■ **Task brief**:
Keeping every word intact, reproduce all of the records.

■ **Data provided**:

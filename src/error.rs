use crate::domain::order::OrderStatus;
use rust_decimal::Decimal;
use thiserror::Error;

#[derive(Error, Debug)]
pub enum FulfillmentError {
    #[error("{entity} {id} not found")]
    NotFound { entity: &'static str, id: String },
    #[error("Invalid input: {0}")]
    InvalidInput(String),
    #[error(
        "Insufficient stock for product {product_id}: requested {requested}, available {available}"
    )]
    InsufficientStock {
        product_id: String,
        requested: u32,
        available: u32,
    },
    #[error("Payment amount {amount} does not match order total {expected}")]
    AmountMismatch { amount: Decimal, expected: Decimal },
    #[error("Invalid state: {0}")]
    InvalidState(String),
    #[error("Invalid status transition from {from} to {to}: {reason}")]
    InvalidTransition {
        from: OrderStatus,
        to: OrderStatus,
        reason: &'static str,
    },
    #[error("Configuration error: {0}")]
    Configuration(String),
    #[error("CSV error: {0}")]
    CsvError(#[from] csv::Error),
    #[error("IO error: {0}")]
    IoError(#[from] std::io::Error),
    #[error("Storage error: {0}")]
    Storage(Box<dyn std::error::Error + Send + Sync>),
}

impl FulfillmentError {
    pub fn not_found(entity: &'static str, id: impl Into<String>) -> Self {
        Self::NotFound {
            entity,
            id: id.into(),
        }
    }

    /// Business-rule rejections, as opposed to failures of the surrounding plumbing.
    pub fn is_rejection(&self) -> bool {
        matches!(
            self,
            Self::NotFound { .. }
                | Self::InvalidInput(_)
                | Self::InsufficientStock { .. }
                | Self::AmountMismatch { .. }
                | Self::InvalidState(_)
                | Self::InvalidTransition { .. }
        )
    }
}

pub type Result<T> = std::result::Result<T, FulfillmentError>;

#[cfg(test)]
mod tests {
    use super::*;
    use rust_decimal_macros::dec;

    #[test]
    fn test_error_messages() {
        let err = FulfillmentError::not_found("order", "o-1");
        assert_eq!(err.to_string(), "order o-1 not found");

        let err = FulfillmentError::AmountMismatch {
            amount: dec!(25.0),
            expected: dec!(30.0),
        };
        assert_eq!(
            err.to_string(),
            "Payment amount 25.0 does not match order total 30.0"
        );
    }

    #[test]
    fn test_rejection_classification() {
        assert!(FulfillmentError::InvalidState("x".into()).is_rejection());
        assert!(!FulfillmentError::Configuration("x".into()).is_rejection());
        assert!(!FulfillmentError::IoError(std::io::Error::other("disk")).is_rejection());
    }
}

■ **Your response**:
filename src/error.rs
use crate::domain::order::OrderStatus;
use rust_decimal::Decimal;
use thiserror::Error;

#[derive(Error, Debug)]
pub enum FulfillmentError {
    #[error("{entity} {id} not found")]
    NotFound { entity: &'static str, id: String },
    #[error("Invalid input: {0}")]
    InvalidInput(String),
    #[error(
        "Insufficient stock for product {product_id}: requested {requested}, available {available}"
    )]
    InsufficientStock {
        product_id: String,
        requested: u32,
        available: u32,
    },
    #[error("Payment amount {amount} does not match order total {expected}")]
    AmountMismatch { amount: Decimal, expected: Decimal },
    #[error("Invalid state: {0}")]
    InvalidState(String),
    #[error("Invalid status transition from {from} to {to}: {reason}")]
    InvalidTransition {
        from: OrderStatus,
        to: OrderStatus,
        reason: &'static str,
    },
    #[error("Configuration error: {0}")]
    Configuration(String),
    #[error("CSV error: {0}")]
    CsvError(#[from] csv::Error),
    #[error("IO error: {0}")]
    IoError(#[from] std::io::Error),
    #[error("Storage error: {0}")]
    Storage(Box<dyn std::error::Error + Send + Sync>),
}

impl FulfillmentError {
    pub fn not_found(entity: &'static str, id: impl Into<String>) -> Self {
        Self::NotFound {
            entity,
            id: id.into(),
        }
    }

    /// Business-rule rejections, as opposed to failures of the surrounding plumbing.
    pub fn is_rejection(&self) -> bool {
        matches!(
            self,
            Self::NotFound { .. }
                | Self::InvalidInput(_)
                | Self::InsufficientStock { .. }
                | Self::AmountMismatch { .. }
                | Self::InvalidState(_)
                | Self::InvalidTransition { .. }
        )
    }
}

pub type Result<T> = std::result::Result<T, FulfillmentError>;

#[cfg(test)]
mod tests {
    use super::*;
    use rust_decimal_macros::dec;

    #[test]
    fn test_error_messages() {
        let err = FulfillmentError::not_found("order", "o-1");
        assert_eq!(err.to_string(), "order o-1 not found");

        let err = FulfillmentError::AmountMismatch {
            amount: dec!(25.0),
            expected: dec!(30.0),
        };
        assert_eq!(
            err.to_string(),
            "Payment amount 25.0 does not match order total 30.0"
        );
    }

    #[test]
    fn test_rejection_classification() {
        assert!(FulfillmentError::InvalidState("x".into()).is_rejection());
        assert!(!FulfillmentError::Configuration("x".into()).is_rejection());
        assert!(!FulfillmentError::IoError(std::io::Error::other("disk")).is_rejection());
    }
}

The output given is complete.